Task directions: The answer must be every line below that holds the word "Mutex".

Provided information:
::::::

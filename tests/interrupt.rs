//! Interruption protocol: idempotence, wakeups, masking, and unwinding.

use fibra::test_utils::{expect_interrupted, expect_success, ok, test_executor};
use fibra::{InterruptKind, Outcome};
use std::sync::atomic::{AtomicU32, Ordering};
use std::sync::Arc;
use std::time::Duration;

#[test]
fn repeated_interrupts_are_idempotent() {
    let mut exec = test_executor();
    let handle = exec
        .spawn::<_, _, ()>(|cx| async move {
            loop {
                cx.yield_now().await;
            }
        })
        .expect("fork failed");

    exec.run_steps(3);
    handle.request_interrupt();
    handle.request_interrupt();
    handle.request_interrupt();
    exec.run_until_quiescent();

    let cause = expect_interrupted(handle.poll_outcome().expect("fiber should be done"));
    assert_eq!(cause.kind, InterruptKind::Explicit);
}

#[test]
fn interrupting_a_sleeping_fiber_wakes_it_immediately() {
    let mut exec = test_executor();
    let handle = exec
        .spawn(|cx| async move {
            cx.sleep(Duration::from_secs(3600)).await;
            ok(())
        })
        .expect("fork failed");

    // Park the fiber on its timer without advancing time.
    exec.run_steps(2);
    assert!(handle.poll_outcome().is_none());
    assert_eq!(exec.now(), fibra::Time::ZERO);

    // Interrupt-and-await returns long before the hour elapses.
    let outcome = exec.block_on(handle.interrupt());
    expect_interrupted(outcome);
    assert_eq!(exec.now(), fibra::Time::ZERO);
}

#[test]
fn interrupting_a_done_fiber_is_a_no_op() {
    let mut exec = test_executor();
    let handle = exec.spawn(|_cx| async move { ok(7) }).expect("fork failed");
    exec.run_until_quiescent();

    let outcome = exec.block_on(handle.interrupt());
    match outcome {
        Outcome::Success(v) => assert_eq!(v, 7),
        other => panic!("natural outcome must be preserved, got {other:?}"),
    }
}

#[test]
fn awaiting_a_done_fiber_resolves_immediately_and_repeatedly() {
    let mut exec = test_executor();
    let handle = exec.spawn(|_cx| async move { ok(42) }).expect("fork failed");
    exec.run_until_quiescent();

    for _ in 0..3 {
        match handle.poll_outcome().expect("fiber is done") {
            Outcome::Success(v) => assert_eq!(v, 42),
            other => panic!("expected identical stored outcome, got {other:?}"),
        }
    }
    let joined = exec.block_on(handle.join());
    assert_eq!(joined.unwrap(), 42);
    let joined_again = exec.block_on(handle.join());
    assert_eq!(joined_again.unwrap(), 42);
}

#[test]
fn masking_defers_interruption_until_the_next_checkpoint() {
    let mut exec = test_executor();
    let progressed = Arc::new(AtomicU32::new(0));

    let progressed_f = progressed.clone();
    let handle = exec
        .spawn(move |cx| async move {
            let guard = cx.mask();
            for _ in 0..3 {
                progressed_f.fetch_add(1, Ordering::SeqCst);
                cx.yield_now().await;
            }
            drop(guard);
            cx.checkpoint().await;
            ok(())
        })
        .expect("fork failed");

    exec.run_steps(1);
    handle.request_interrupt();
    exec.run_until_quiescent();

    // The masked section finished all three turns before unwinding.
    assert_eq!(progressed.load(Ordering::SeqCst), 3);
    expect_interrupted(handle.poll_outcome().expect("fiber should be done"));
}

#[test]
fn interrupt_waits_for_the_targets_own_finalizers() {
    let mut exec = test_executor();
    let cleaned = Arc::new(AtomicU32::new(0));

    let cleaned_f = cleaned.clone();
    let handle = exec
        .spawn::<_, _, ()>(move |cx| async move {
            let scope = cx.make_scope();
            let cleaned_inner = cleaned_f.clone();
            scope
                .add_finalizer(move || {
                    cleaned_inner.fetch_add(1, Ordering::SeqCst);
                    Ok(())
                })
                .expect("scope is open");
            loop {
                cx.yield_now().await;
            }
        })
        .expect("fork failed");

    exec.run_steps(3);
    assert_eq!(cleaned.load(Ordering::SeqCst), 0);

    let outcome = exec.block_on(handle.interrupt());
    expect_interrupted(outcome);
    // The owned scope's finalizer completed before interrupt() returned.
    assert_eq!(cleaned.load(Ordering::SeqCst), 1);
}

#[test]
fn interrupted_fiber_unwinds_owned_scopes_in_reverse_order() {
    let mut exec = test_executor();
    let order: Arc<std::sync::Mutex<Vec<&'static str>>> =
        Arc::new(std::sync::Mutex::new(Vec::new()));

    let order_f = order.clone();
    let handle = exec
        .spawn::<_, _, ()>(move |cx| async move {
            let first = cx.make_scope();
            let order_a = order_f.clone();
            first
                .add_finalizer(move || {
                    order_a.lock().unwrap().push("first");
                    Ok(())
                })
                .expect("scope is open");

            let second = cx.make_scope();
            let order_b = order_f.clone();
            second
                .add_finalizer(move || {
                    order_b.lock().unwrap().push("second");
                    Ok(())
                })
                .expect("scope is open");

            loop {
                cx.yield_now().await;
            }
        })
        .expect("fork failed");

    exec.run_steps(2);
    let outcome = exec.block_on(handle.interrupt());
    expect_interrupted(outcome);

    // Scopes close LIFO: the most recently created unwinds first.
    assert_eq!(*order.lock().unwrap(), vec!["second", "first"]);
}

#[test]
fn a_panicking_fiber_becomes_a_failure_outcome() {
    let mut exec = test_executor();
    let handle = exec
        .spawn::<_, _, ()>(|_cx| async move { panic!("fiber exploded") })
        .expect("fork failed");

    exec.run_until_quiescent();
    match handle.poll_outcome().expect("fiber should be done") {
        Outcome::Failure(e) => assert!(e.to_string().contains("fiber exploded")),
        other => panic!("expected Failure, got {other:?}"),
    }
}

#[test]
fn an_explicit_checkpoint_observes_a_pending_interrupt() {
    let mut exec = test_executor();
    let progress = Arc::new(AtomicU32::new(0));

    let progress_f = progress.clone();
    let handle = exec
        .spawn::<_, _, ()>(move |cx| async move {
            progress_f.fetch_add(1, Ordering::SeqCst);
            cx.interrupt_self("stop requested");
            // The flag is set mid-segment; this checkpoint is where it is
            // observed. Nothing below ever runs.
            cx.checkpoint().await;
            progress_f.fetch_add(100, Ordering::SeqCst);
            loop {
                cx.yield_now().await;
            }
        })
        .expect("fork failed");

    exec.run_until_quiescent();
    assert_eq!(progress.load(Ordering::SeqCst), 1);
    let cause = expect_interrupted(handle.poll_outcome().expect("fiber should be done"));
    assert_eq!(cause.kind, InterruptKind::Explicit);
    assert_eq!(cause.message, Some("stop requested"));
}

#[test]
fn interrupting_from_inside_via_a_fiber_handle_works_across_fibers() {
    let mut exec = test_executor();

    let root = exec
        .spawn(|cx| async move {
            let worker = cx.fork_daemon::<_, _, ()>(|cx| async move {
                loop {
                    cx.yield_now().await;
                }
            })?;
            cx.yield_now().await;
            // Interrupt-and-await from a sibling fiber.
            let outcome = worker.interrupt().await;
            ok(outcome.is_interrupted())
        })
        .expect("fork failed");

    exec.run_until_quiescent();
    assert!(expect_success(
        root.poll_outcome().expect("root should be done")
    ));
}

::::::

Your solution:
    let order: Arc<std::sync::Mutex<Vec<&'static str>>> =
        Arc::new(std::sync::Mutex::new(Vec::new()));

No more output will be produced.